À l’approche de la publication de son livre intitulé "En homme libre" (L'Observatoire), Gabriel Attal affirme, dans un échange avec l’hebdomadaire Le Point, qu'il a acquis les compétences nécessaires au cours de ses précédents mandats pour diriger la France. Gabriel Attal déclare : "Je pense savoir comment il faut présider la France".
Il explique que l'exercice du pouvoir l'a transformé et qu'il souhaite désormais "parler au cœur des Français". "Avec ce livre, j'affirme mes convictions et propose un projet, afin de convaincre le pays. C'est une étape avant d'aller plus loin", indique-t-il.

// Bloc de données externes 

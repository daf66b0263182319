use axum::extract::ws::{Message, WebSocket, WebSocketUpgrade};
use axum::extract::{Path, State};
use axum::response::IntoResponse;
use foresight_core::error::CoreError;
use foresight_core::job_events::{FrameError, JobFrame, KEEPALIVE_PING, KEEPALIVE_PONG};
use foresight_core::types::JobId;
use futures::{SinkExt, StreamExt};
use tokio::sync::mpsc;

use crate::error::AppError;
use crate::state::AppState;

/// GET /api/v1/ws/jobs/{id}
///
/// Upgrades the connection and subscribes it to one job's updates.
pub async fn ws_handler(
    ws: WebSocketUpgrade,
    Path(job_id): Path<JobId>,
    State(state): State<AppState>,
) -> impl IntoResponse {
    ws.on_upgrade(move |socket| handle_socket(socket, job_id, state))
}

/// Manage a single job subscription after upgrade.
///
/// Splits the socket into a sink (outbound) and stream (inbound), then:
///   1. Spawns a sender task that forwards messages from the channel.
///   2. Subscribes the connection, which replays the current record.
///   3. Processes inbound messages until either side closes.
///   4. Unsubscribes on disconnect.
async fn handle_socket(socket: WebSocket, job_id: JobId, state: AppState) {
    let conn_id = uuid::Uuid::new_v4().to_string();
    tracing::info!(conn_id = %conn_id, job_id = %job_id, "WebSocket connected");

    let (tx, mut rx) = mpsc::unbounded_channel::<Message>();
    let (mut sink, mut stream) = socket.split();

    // Sender task: forward channel messages to the sink, stop after Close.
    let sender_conn_id = conn_id.clone();
    let mut send_task = tokio::spawn(async move {
        while let Some(msg) = rx.recv().await {
            let closing = matches!(msg, Message::Close(_));
            if sink.send(msg).await.is_err() {
                tracing::debug!(conn_id = %sender_conn_id, "WebSocket sink closed");
                break;
            }
            if closing {
                break;
            }
        }
    });

    if let Err(e) = state
        .ws_manager
        .subscribe(job_id, &conn_id, tx.clone(), state.store.as_ref())
        .await
    {
        tracing::debug!(conn_id = %conn_id, job_id = %job_id, error = %e, "Subscription refused");
        let _ = tx.send(Message::Text(error_frame(&e).to_json().into()));
        let _ = tx.send(Message::Close(None));
    }

    // Receiver loop: answer keepalives until the peer or the sender task
    // closes the socket.
    loop {
        tokio::select! {
            _ = &mut send_task => break,
            incoming = stream.next() => match incoming {
                Some(Ok(Message::Text(text))) if text.as_str() == KEEPALIVE_PING => {
                    let _ = tx.send(Message::Text(KEEPALIVE_PONG.into()));
                }
                Some(Ok(Message::Close(_))) | None => break,
                Some(Ok(Message::Pong(_))) => {
                    tracing::trace!(conn_id = %conn_id, "Pong received");
                }
                Some(Ok(_)) => {}
                Some(Err(e)) => {
                    tracing::debug!(conn_id = %conn_id, error = %e, "WebSocket receive error");
                    break;
                }
            },
        }
    }

    state.ws_manager.unsubscribe(&conn_id).await;
    send_task.abort();
    tracing::info!(conn_id = %conn_id, "WebSocket disconnected");
}

fn error_frame(err: &AppError) -> JobFrame {
    let (code, error) = match err {
        AppError::Core(CoreError::NotFound { entity, id }) => {
            ("NOT_FOUND", format!("{entity} with id {id} not found"))
        }
        _ => ("INTERNAL_ERROR", "An internal error occurred".to_string()),
    };
    JobFrame::Error(FrameError {
        code: code.to_string(),
        error,
    })
}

Rafaël Tordjman, politologue à Sciences Po, souligne l'importance de l'expérience pour un candidat potentiel à la présidence. "L'expérience gouvernementale apporte des leçons précieuses, mais la perception du public est tout aussi cruciale", note-t-il.
Défis et critiques
Attal tire des leçons de son temps au pouvoir, notamment sur les entraves auxquelles fait face le dirigeant, en particulier au niveau des finances publiques. Il évoque aussi un constat inquiétant : "Notre démocratie s'est transformée en vétocratie", où un système de veto peut bloquer des décisions essentielles. Selon lui, cela complique la gestion efficace des affaires publiques.
"Il est impératif de changer radicalement notre façon d'exercer le pouvoir. C’est l'une des grandes promesses non tenues des dernières années", ajoute Gabriel Attal.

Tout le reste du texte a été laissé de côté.